As is customary here, a Christian wedding consists of two ceremonies. The first is with a Justice of the Peace and the second takes place afterward in the church. The first part can often be officious and devoid of sentimentality, as the cramped guests in some undecorated, provincial courtroom try unsuccessfully to understand the inaudible droning of some nervous bureaucrat and then watch contracts being signed. Thereafter they shuffle onward to the church and basically sit through an hour plus of all the glorious trappings of Sunday-Morning-Among-the-Pious interspersed with five minutes of wedding stuff. A long administration of dry wafers and fermented grape juice happens. Meanwhile, collection baskets are passed through the congregation.
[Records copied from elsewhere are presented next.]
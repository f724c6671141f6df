// src/common/conversion.rs

//! Tick to physical unit conversion (SHT4x datasheet, section 4.6).
//!
//! `T[°C] = -45 + 175 * S_T / 65535` and `RH[%] = -6 + 125 * S_RH / 65535`,
//! where `S_T` and `S_RH` are the raw 16-bit ticks. The ratio is never
//! computed in integer arithmetic on its own; that would truncate it to 0 or 1.

/// Full-scale tick value (2^16 - 1).
pub const TICKS_FULL_SCALE: u16 = u16::MAX;

const FULL_SCALE: f32 = TICKS_FULL_SCALE as f32;
const FULL_SCALE_I64: i64 = TICKS_FULL_SCALE as i64;

/// Unclamped temperature in °C.
#[inline]
pub fn temperature_celsius(ticks: u16) -> f32 {
    -45.0 + 175.0 * (f32::from(ticks) / FULL_SCALE)
}

/// Unclamped relative humidity in %RH.
#[inline]
pub fn humidity_percent(ticks: u16) -> f32 {
    -6.0 + 125.0 * (f32::from(ticks) / FULL_SCALE)
}

/// Unclamped temperature in milli-degrees Celsius, rounded to nearest.
///
/// For targets without an FPU.
pub fn temperature_milli_celsius(ticks: u16) -> i32 {
    (-45_000 + div_round(175_000 * i64::from(ticks), FULL_SCALE_I64)) as i32
}

/// Unclamped relative humidity in milli-percent, rounded to nearest.
pub fn humidity_milli_percent(ticks: u16) -> i32 {
    (-6_000 + div_round(125_000 * i64::from(ticks), FULL_SCALE_I64)) as i32
}

// Both operands are non-negative here.
#[inline]
fn div_round(num: i64, den: i64) -> i64 {
    (num + den / 2) / den
}

/// Lowest temperature the part is specified for.
pub const TEMPERATURE_MIN_C: f32 = -40.0;
/// Highest temperature reported.
pub const TEMPERATURE_MAX_C: f32 = 100.0;
pub const HUMIDITY_MIN_PERCENT: f32 = 0.0;
pub const HUMIDITY_MAX_PERCENT: f32 = 100.0;

/// Which physical bounds are enforced on a converted reading.
#[derive(Debug, Copy, Clone, Eq, PartialEq, Default)]
#[cfg_attr(feature = "defmt", derive(defmt::Format))]
pub enum ClampPolicy {
    /// Temperature into `[-40, 100]` °C, humidity into `[0, 100]` %RH.
    #[default]
    Symmetric,
    /// Only the temperature ceiling (100 °C) and the humidity floor (0 %RH).
    Reference,
    /// Raw datasheet formula, no bounds.
    None,
}

impl ClampPolicy {
    pub fn temperature(self, celsius: f32) -> f32 {
        match self {
            ClampPolicy::Symmetric => celsius.clamp(TEMPERATURE_MIN_C, TEMPERATURE_MAX_C),
            ClampPolicy::Reference => celsius.min(TEMPERATURE_MAX_C),
            ClampPolicy::None => celsius,
        }
    }

    pub fn humidity(self, percent: f32) -> f32 {
        match self {
            ClampPolicy::Symmetric => percent.clamp(HUMIDITY_MIN_PERCENT, HUMIDITY_MAX_PERCENT),
            ClampPolicy::Reference => percent.max(HUMIDITY_MIN_PERCENT),
            ClampPolicy::None => percent,
        }
    }
}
The marrying couple waits patiently through it all, dwarfed by the picturesque pomp and gold grandiosity surrounding them.
My nephew-in-law and (now) niece-in-law-in-law managed all of this much much better, making their wedding not only a lovely pair of ceremonies, but an all-around nice day from beginning to end. It started with their choice of locations – in a south-Styrian village with a wonderful restaurant designed exactly for such occasions.
The sign we passed on the way to our chairs told us “Today two families will become one. So choose a seat, not a side”. (That would have been good advice for the Tullys and the Freys, too, I think.) We watched a sweet ceremony, thanks to a government official who made the effort to get to know the couple a little so that he could personalize the ceremony. The rain clouds also waited patiently till we were all safely under a roof again, sipping sparkling wine and snacking on yummy hors d’oeuvres.
From there we had a 90 second walk to a wonderful church that managed to be impressive and understated at the same time. If later internet research serves, it is a Franciscan church, i.e. related philosophically to our current Pope Francis (who even a heathen like me finds pretty awesome). The priest who conducted the ceremony was modest and pleasant to listen to. He framed his words around the concept of heaven on earth and even found ways to link the music selection to his messages and the occasion. It all somehow worked. It all somehow seemed right.
But the best part of this location was outside the church. A huge statue created by Bolivian artist, Fernando Crespo.
It depicts the story of Francis of Assisi and the Wolf of Gubbio which teaches the importance of finding a way to peaceful coexistence – even with feared and dangerous enemies. With this wolf watching over things, I can confidently predict a Happy End – for nephew and uncle alike.